Prior to the season, owner Irv Levin swapped franchises with the Buffalo Braves ownership group led by John Y. Brown, Jr. Levin had wanted to have a team in his native California, but knew the other league owners would not consider a move of the Celtics. He therefore brokered a deal with Brown to swap franchises, and then moved the Braves to San Diego to become the Clippers.
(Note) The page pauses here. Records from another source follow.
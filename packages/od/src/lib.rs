#![cfg_attr(feature = "fail-on-warnings", deny(warnings))]
#![warn(clippy::all, clippy::pedantic, clippy::nursery, clippy::cargo)]
#![allow(clippy::multiple_crate_versions, clippy::cargo_common_metadata)]

//! Origin-destination aggregation over ward-assigned trips.
//!
//! A single parametrized [`aggregate`] builds the dense OD matrix for any
//! [`PartitionPredicate`]; [`build_graph`] turns a matrix into a weighted
//! directed flow graph. Ward activity and exploratory breakdowns are
//! computed from the same assigned trips.

pub mod activity;
pub mod breakdown;
pub mod graph;
pub mod matrix;
pub mod partition;

pub use activity::{origin_period_counts, ward_activity};
pub use breakdown::breakdown;
pub use graph::build_graph;
pub use matrix::{OdAggregate, aggregate};
pub use partition::{Partition, PartitionPlan, PartitionPredicate};

#[cfg(test)]
pub(crate) mod test_support {
    use chrono::NaiveDate;
    use ward_flow_assign::AssignedTrip;
    use ward_flow_trip_models::{AgeGroup, Calendar, GeoPoint, Trip, WardId};

    /// A trip starting on July 1st of `year` at `hour`, or with no
    /// timestamps when `year` is `None`.
    pub fn trip(id: &str, year: Option<i32>, hour: u32, age: Option<u32>) -> Trip {
        let start = year.map(|y| {
            NaiveDate::from_ymd_opt(y, 7, 1)
                .unwrap()
                .and_hms_opt(hour, 0, 0)
                .unwrap()
        });
        Trip {
            id: id.to_string(),
            start_time: start,
            stop_time: start.map(|s| s + chrono::Duration::minutes(15)),
            origin: GeoPoint::new(41.88, -87.63),
            destination: GeoPoint::new(41.89, -87.62),
            vehicle_id: None,
            duration_secs: Some(900.0),
            rider_birth_year: None,
            rider_gender: None,
            calendar: start.as_ref().map(Calendar::from_datetime),
            age,
            age_group: age.map(AgeGroup::from_age),
        }
    }

    pub fn assigned(trip: Trip, origin: Option<WardId>, destination: Option<WardId>) -> AssignedTrip {
        AssignedTrip {
            trip,
            origin_ward: origin,
            destination_ward: destination,
        }
    }
}

#[cfg(test)]
mod tests {
    use super::*;
    use crate::test_support::{assigned, trip};
    use ward_flow_trip_models::{AgeGroup, WardId};

    #[test]
    fn two_ward_round_trip_example() {
        let a = WardId(1);
        let b = WardId(2);
        let trips = vec![
            assigned(trip("1", Some(2016), 9, None), Some(a), Some(b)),
            assigned(trip("2", Some(2016), 9, None), Some(a), Some(b)),
            assigned(trip("3", Some(2016), 9, None), Some(b), Some(a)),
        ];

        let result = aggregate(&trips, &Partition::all());
        let graph = build_graph(&result.matrix);

        assert_eq!(graph.edges.len(), 2);
        assert_eq!(graph.edge_weight(a, b), 2);
        assert_eq!(graph.edge_weight(b, a), 1);
        assert_eq!(graph.node(a).map(|n| n.degree), Some(3));
        assert_eq!(graph.node(b).map(|n| n.degree), Some(3));
    }

    #[test]
    fn every_planned_partition_conserves_trips() {
        let trips: Vec<_> = (0..120_u32)
            .map(|i| {
                let year = if i % 5 == 0 { None } else { Some(2016 + (i % 3) as i32) };
                let age = if i % 4 == 0 { None } else { Some(15 + i % 60) };
                let origin = if i % 7 == 0 { None } else { Some(WardId(i % 6)) };
                let destination = if i % 11 == 0 { None } else { Some(WardId(i % 4)) };
                assigned(trip(&i.to_string(), year, i % 24, age), origin, destination)
            })
            .collect();

        let plan = PartitionPlan {
            years: vec![2016, 2017, 2018],
            age_groups: AgeGroup::all().to_vec(),
            day_periods: Vec::new(),
            marginals: true,
        };

        for partition in plan.expand() {
            let result = aggregate(&trips, &partition);
            let d = result.disposition;
            assert_eq!(
                d.resolved + d.origin_only + d.destination_only + d.neither_resolved,
                d.filtered,
                "partition {partition}"
            );
            assert_eq!(result.matrix.total(), d.resolved, "partition {partition}");
        }

        let overall = aggregate(&trips, &Partition::all());
        assert_eq!(overall.disposition.filtered, 120);
    }
}
#![cfg_attr(feature = "fail-on-warnings", deny(warnings))]
#![warn(clippy::all, clippy::pedantic, clippy::nursery, clippy::cargo)]
#![allow(clippy::multiple_crate_versions, clippy::cargo_common_metadata)]

//! In-memory spatial index for ward attribution.
//!
//! Builds an R-tree over ward bounding boxes and answers point-in-polygon
//! lookups by testing only the wards whose envelope contains the query
//! point. The index is immutable once built and is shared by reference
//! across the spatial assigner's worker threads.

pub mod crs;
pub mod geometry;
pub mod loader;

use std::collections::BTreeSet;

use geo::{Intersects as _, MultiPolygon};
use rstar::{AABB, RTree, RTreeObject};
use ward_flow_trip_models::{GeoPoint, WardId};

pub use crate::crs::Crs;
pub use crate::loader::{WardColumns, read_wards, read_wards_from_path};

/// Errors raised while loading wards or preparing spatial queries. All of
/// them abort the run.
#[derive(Debug, thiserror::Error)]
pub enum SpatialError {
    /// The query points and the ward boundaries are declared in different
    /// reference systems.
    #[error("CRS mismatch: wards are in {index}, points are in {points}")]
    CrsMismatch {
        /// CRS of the ward index.
        index: Crs,
        /// CRS of the query points.
        points: Crs,
    },

    /// No wards were supplied.
    #[error("ward set is empty")]
    EmptyWardSet,

    /// A ward boundary could not be parsed.
    #[error("invalid geometry for ward {ward}: {message}")]
    InvalidGeometry {
        /// Ward identifier text as it appeared in the input.
        ward: String,
        /// Description of the problem.
        message: String,
    },

    /// A ward identifier is not a non-negative integer.
    #[error("invalid ward id {value:?}")]
    InvalidWardId {
        /// Offending text.
        value: String,
    },

    /// A configured column is absent from the ward table.
    #[error("ward table has no column {column:?}")]
    MissingColumn {
        /// Missing column name.
        column: String,
    },

    /// A CRS identifier could not be parsed.
    #[error("invalid CRS identifier {value:?}")]
    InvalidCrs {
        /// Offending text.
        value: String,
    },

    /// CSV parsing failed.
    #[error("CSV error: {0}")]
    Csv(#[from] csv::Error),

    /// I/O error opening the input.
    #[error("I/O error at {path}: {source}")]
    Io {
        /// Path that caused the error.
        path: String,
        /// Underlying I/O error.
        source: std::io::Error,
    },
}

/// A municipal ward polygon.
#[derive(Debug, Clone, PartialEq)]
pub struct Ward {
    /// Ward number.
    pub id: WardId,
    /// Boundary in the index CRS, x = longitude, y = latitude.
    pub boundary: MultiPolygon<f64>,
}

/// A ward polygon stored in the R-tree.
struct WardEntry {
    id: WardId,
    envelope: AABB<[f64; 2]>,
    polygon: MultiPolygon<f64>,
}

impl RTreeObject for WardEntry {
    type Envelope = AABB<[f64; 2]>;

    fn envelope(&self) -> Self::Envelope {
        self.envelope
    }
}

/// Pre-built spatial index over ward boundaries.
pub struct WardIndex {
    tree: RTree<WardEntry>,
    crs: Crs,
    ward_ids: Vec<WardId>,
}

impl WardIndex {
    /// Builds the R-tree from ward polygons declared in `crs`.
    ///
    /// Several rows may share a ward id (e.g. a ward split across
    /// disjoint pieces); they all resolve to the same id.
    ///
    /// # Errors
    ///
    /// Returns [`SpatialError::EmptyWardSet`] if `wards` is empty.
    pub fn build(wards: Vec<Ward>, crs: Crs) -> Result<Self, SpatialError> {
        if wards.is_empty() {
            return Err(SpatialError::EmptyWardSet);
        }

        let ward_ids: Vec<WardId> = wards
            .iter()
            .map(|w| w.id)
            .collect::<BTreeSet<_>>()
            .into_iter()
            .collect();

        let entries: Vec<WardEntry> = wards
            .into_iter()
            .map(|ward| WardEntry {
                id: ward.id,
                envelope: geometry::compute_envelope(&ward.boundary),
                polygon: ward.boundary,
            })
            .collect();

        let tree = RTree::bulk_load(entries);
        log::info!(
            "Loaded {} ward polygons ({} distinct wards) into spatial index ({crs})",
            tree.size(),
            ward_ids.len()
        );

        Ok(Self {
            tree,
            crs,
            ward_ids,
        })
    }

    /// Returns the CRS the ward boundaries are declared in.
    #[must_use]
    pub const fn crs(&self) -> &Crs {
        &self.crs
    }

    /// Returns the distinct ward ids in ascending order.
    #[must_use]
    pub fn ward_ids(&self) -> &[WardId] {
        &self.ward_ids
    }

    /// Verifies that points declared in `points` can be queried against
    /// this index.
    ///
    /// # Errors
    ///
    /// Returns [`SpatialError::CrsMismatch`] if the identifiers differ.
    pub fn ensure_crs(&self, points: &Crs) -> Result<(), SpatialError> {
        if &self.crs == points {
            Ok(())
        } else {
            Err(SpatialError::CrsMismatch {
                index: self.crs.clone(),
                points: points.clone(),
            })
        }
    }

    /// Look up the ward containing a point.
    ///
    /// Boundaries are inclusive. A point on an edge shared by several wards
    /// resolves to the lowest ward id; a point outside every ward returns
    /// `None`.
    #[must_use]
    pub fn locate(&self, point: GeoPoint) -> Option<WardId> {
        let query = geo::Point::new(point.longitude, point.latitude);
        let query_env = AABB::from_point([point.longitude, point.latitude]);

        self.tree
            .locate_in_envelope_intersecting(&query_env)
            .filter(|entry| entry.polygon.intersects(&query))
            .map(|entry| entry.id)
            .min()
    }
}

#[cfg(test)]
mod tests {
    use super::*;
    use crate::geometry::parse_boundary;

    fn square(id: u32, min_lng: f64, min_lat: f64) -> Ward {
        let (x0, y0, x1, y1) = (min_lng, min_lat, min_lng + 1.0, min_lat + 1.0);
        Ward {
            id: WardId(id),
            boundary: parse_boundary(&format!(
                "POLYGON (({x0} {y0}, {x1} {y0}, {x1} {y1}, {x0} {y1}, {x0} {y0}))"
            ))
            .unwrap(),
        }
    }

    fn two_squares() -> WardIndex {
        WardIndex::build(vec![square(1, 0.0, 0.0), square(2, 5.0, 5.0)], Crs::wgs84()).unwrap()
    }

    #[test]
    fn centroids_resolve_to_their_ward() {
        let index = two_squares();
        assert_eq!(index.locate(GeoPoint::new(0.5, 0.5)), Some(WardId(1)));
        assert_eq!(index.locate(GeoPoint::new(5.5, 5.5)), Some(WardId(2)));
    }

    #[test]
    fn far_point_is_unassigned() {
        let index = two_squares();
        assert_eq!(index.locate(GeoPoint::new(50.0, -120.0)), None);
        // Inside the gap between the two envelopes.
        assert_eq!(index.locate(GeoPoint::new(3.0, 3.0)), None);
    }

    #[test]
    fn shared_edge_resolves_to_lowest_id() {
        let index =
            WardIndex::build(vec![square(7, 0.0, 0.0), square(3, 1.0, 0.0)], Crs::wgs84())
                .unwrap();
        // latitude 0.5, longitude 1.0 lies on the shared edge.
        assert_eq!(index.locate(GeoPoint::new(0.5, 1.0)), Some(WardId(3)));
        assert_eq!(index.locate(GeoPoint::new(0.5, 0.5)), Some(WardId(7)));
    }

    #[test]
    fn locate_is_repeatable() {
        let index = two_squares();
        let p = GeoPoint::new(0.25, 0.75);
        let first = index.locate(p);
        for _ in 0..10 {
            assert_eq!(index.locate(p), first);
        }
    }

    #[test]
    fn bounding_box_hit_outside_polygon_is_unassigned() {
        let triangle = Ward {
            id: WardId(9),
            boundary: parse_boundary("POLYGON ((0 0, 2 0, 0 2, 0 0))").unwrap(),
        };
        let index = WardIndex::build(vec![triangle], Crs::wgs84()).unwrap();
        assert_eq!(index.locate(GeoPoint::new(0.5, 0.5)), Some(WardId(9)));
        assert_eq!(index.locate(GeoPoint::new(1.8, 1.8)), None);
    }

    #[test]
    fn empty_ward_set_is_rejected() {
        assert!(matches!(
            WardIndex::build(Vec::new(), Crs::wgs84()),
            Err(SpatialError::EmptyWardSet)
        ));
    }

    #[test]
    fn crs_mismatch_is_rejected() {
        let index = two_squares();
        assert!(index.ensure_crs(&Crs::parse("epsg:4326").unwrap()).is_ok());
        let err = index
            .ensure_crs(&Crs::parse("EPSG:3435").unwrap())
            .unwrap_err();
        assert!(matches!(err, SpatialError::CrsMismatch { .. }));
    }

    #[test]
    fn ward_ids_are_sorted_and_distinct() {
        let index = WardIndex::build(
            vec![square(4, 0.0, 0.0), square(2, 3.0, 0.0), square(4, 6.0, 0.0)],
            Crs::wgs84(),
        )
        .unwrap();
        assert_eq!(index.ward_ids(), &[WardId(2), WardId(4)]);
        assert_eq!(index.locate(GeoPoint::new(0.5, 6.5)), Some(WardId(4)));
    }
}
In the meantime, a deal was brokered, without consulting team president Red Auerbach, to trade three players (Freeman Williams, Kevin Kunnert and Kermit Washington) to the Braves for Tiny Archibald, Billy Knight and Marvin Barnes. The move created a media firestorm for the team, as Kunnert and Washington were viewed as keys to future improvement, and Auerbach publicly stated that he was not consulted about the move. Brown would then trade three first-round draft picks for former Brave Bob McAdoo. Auerbach again was not consulted, and he almost took a job with the rival New York Knicks because of it. By the start of the season, between trades and the retirement of team captain John Havlicek, only six players remained from the 1977–78 team, including the starting front three of Dave Cowens, Cedric Maxwell and Curtis Rowe, shooting guard Jo Jo White and backup point guards Don Chaney and Kevin Stacom. Team depth issues were worsened when first round draft pick Larry Bird decided to remain in college for the season.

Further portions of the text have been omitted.